** Exercise details **
In the material below, find every line containing the string "username" and return it.

Top of Data provided

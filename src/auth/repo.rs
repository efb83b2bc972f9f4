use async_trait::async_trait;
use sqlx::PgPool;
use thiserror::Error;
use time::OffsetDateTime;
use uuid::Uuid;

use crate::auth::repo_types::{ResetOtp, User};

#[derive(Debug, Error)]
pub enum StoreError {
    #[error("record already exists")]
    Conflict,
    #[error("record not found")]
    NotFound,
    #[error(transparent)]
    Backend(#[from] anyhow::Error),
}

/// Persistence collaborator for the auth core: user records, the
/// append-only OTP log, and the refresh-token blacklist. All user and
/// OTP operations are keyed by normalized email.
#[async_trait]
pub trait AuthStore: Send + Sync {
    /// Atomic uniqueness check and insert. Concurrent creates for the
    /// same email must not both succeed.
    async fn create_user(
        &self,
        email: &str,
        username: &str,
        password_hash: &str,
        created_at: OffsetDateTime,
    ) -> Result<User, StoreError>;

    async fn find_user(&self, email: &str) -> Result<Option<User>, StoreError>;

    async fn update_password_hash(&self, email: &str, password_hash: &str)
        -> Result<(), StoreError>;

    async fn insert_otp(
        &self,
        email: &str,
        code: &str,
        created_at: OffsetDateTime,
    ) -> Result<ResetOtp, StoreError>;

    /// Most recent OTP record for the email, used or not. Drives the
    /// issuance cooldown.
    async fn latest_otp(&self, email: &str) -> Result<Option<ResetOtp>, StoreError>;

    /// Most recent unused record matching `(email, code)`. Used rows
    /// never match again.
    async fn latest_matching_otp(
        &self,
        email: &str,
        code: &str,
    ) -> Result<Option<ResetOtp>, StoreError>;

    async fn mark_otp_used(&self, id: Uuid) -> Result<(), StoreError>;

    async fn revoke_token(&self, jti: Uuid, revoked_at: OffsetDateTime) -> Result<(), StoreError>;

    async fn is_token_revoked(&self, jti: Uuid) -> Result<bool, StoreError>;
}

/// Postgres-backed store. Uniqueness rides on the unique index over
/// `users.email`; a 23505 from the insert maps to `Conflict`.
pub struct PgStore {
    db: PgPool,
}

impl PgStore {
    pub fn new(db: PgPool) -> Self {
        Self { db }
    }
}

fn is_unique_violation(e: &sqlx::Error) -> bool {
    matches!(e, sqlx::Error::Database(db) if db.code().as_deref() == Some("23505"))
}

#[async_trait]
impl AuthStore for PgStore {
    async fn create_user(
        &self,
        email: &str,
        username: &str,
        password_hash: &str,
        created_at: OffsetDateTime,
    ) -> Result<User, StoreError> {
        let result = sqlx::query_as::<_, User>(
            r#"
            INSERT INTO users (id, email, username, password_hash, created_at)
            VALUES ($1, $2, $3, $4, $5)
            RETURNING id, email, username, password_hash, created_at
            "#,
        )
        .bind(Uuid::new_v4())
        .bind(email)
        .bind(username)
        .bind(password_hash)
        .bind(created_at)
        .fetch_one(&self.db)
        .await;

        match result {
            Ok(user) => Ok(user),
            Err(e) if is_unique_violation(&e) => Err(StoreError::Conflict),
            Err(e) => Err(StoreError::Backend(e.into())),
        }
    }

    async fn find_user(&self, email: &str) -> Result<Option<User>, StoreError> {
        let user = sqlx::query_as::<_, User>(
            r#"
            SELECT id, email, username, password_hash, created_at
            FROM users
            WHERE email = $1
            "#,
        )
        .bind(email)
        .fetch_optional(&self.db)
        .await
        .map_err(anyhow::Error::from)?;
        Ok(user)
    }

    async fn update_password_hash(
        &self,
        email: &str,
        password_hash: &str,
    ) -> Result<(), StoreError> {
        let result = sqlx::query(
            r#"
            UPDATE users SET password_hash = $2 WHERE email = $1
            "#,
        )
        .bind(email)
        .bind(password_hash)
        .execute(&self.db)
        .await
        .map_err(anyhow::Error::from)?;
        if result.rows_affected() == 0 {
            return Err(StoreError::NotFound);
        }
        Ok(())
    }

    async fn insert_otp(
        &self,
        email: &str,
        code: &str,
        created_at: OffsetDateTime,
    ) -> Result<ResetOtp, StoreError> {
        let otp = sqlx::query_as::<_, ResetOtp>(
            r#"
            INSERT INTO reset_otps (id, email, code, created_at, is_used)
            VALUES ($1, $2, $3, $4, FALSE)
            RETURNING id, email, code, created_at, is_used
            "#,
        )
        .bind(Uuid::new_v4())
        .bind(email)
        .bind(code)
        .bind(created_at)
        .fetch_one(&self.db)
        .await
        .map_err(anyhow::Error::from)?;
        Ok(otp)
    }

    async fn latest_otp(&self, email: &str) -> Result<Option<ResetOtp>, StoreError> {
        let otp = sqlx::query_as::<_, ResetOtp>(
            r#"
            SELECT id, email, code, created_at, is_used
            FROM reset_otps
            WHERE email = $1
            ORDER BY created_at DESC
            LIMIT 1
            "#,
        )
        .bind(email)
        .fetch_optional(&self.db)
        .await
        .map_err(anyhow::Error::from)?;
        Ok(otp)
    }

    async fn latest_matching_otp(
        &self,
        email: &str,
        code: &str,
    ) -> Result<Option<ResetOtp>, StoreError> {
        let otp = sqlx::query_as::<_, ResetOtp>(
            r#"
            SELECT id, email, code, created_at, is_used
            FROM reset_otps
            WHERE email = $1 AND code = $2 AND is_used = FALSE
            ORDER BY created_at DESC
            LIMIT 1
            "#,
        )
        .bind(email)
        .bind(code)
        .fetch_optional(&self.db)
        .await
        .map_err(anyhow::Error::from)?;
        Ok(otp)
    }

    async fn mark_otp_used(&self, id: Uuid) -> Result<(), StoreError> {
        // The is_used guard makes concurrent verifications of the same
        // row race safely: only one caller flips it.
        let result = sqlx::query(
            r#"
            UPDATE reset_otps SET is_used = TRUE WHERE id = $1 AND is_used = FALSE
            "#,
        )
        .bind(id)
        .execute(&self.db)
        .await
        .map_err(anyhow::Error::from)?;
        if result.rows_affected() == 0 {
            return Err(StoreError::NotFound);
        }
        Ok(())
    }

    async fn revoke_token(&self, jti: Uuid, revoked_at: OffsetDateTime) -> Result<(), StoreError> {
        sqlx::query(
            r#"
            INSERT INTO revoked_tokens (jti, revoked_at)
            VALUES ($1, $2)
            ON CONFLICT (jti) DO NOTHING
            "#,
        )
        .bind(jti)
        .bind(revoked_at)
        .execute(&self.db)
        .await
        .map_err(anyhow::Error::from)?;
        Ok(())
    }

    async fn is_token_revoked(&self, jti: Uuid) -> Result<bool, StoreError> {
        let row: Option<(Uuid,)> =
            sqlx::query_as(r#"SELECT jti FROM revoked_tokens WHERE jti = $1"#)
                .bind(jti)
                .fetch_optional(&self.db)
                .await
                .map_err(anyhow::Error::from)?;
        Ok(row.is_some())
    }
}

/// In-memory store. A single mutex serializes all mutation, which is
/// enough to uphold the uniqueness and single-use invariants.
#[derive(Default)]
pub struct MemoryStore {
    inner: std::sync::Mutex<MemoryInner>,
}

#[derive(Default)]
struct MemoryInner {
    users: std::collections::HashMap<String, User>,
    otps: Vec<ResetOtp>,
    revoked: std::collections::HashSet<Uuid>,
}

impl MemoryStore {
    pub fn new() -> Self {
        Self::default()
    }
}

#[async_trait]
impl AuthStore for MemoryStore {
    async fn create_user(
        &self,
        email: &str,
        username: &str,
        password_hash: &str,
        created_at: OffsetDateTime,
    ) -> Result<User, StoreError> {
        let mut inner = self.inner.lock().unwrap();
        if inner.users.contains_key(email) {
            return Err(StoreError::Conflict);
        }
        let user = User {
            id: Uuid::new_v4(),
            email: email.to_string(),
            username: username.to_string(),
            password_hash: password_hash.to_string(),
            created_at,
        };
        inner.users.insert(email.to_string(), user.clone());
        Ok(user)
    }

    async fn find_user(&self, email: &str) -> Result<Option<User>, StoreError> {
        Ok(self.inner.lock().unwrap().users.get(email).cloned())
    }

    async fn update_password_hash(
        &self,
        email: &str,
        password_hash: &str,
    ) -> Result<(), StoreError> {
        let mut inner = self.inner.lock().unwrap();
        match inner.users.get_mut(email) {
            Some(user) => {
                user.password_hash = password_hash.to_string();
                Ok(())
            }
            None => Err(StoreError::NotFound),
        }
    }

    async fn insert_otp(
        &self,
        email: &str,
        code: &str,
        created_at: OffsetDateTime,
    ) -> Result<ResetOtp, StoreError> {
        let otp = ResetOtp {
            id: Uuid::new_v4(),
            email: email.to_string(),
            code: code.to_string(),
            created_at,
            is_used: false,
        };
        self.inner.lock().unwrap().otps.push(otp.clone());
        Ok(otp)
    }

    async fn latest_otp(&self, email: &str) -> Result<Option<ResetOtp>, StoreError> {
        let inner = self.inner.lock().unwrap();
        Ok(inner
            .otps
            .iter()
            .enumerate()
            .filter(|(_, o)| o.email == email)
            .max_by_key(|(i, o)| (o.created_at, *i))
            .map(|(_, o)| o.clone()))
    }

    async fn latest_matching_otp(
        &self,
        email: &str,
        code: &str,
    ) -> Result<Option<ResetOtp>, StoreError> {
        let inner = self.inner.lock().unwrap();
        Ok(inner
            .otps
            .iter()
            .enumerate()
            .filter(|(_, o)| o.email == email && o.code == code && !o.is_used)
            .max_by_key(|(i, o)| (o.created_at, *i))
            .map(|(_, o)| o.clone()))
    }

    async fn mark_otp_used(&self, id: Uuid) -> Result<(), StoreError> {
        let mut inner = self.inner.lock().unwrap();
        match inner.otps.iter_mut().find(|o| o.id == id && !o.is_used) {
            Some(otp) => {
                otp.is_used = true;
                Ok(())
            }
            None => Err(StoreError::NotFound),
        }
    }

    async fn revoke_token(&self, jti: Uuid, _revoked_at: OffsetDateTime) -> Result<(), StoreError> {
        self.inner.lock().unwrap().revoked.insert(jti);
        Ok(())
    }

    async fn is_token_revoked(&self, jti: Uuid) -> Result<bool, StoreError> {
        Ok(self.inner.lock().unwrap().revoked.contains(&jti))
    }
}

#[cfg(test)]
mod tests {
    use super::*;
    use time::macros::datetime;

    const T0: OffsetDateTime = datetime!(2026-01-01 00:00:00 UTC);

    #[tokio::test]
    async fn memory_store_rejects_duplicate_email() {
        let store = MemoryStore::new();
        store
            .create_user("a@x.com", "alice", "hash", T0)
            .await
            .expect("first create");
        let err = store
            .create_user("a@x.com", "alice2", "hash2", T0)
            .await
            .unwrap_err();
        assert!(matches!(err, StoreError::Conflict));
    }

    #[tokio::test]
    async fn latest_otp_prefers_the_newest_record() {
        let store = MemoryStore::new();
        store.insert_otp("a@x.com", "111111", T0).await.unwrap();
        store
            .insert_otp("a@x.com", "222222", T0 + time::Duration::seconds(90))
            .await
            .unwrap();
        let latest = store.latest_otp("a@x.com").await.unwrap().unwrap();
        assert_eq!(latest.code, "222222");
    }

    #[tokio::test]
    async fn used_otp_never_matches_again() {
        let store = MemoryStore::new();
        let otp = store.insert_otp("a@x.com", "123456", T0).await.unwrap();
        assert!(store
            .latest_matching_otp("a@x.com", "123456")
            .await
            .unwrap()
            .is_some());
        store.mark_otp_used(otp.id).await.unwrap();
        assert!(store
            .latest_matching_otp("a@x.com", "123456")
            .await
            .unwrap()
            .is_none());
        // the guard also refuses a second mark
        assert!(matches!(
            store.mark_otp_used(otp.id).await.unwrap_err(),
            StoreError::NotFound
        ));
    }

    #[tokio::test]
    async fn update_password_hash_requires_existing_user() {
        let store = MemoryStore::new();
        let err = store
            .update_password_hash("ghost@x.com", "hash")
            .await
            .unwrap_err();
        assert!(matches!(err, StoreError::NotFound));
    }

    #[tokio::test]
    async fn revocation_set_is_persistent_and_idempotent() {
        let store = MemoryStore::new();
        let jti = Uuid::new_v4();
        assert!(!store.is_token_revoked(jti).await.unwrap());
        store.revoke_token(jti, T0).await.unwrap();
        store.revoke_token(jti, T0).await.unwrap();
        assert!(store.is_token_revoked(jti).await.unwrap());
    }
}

Bottom of Data provided

** Your solution **
        username: &str,
        username: &str,
            INSERT INTO users (id, email, username, password_hash, created_at)
            RETURNING id, email, username, password_hash, created_at
        .bind(username)
            SELECT id, email, username, password_hash, created_at
        username: &str,
            username: username.to_string(),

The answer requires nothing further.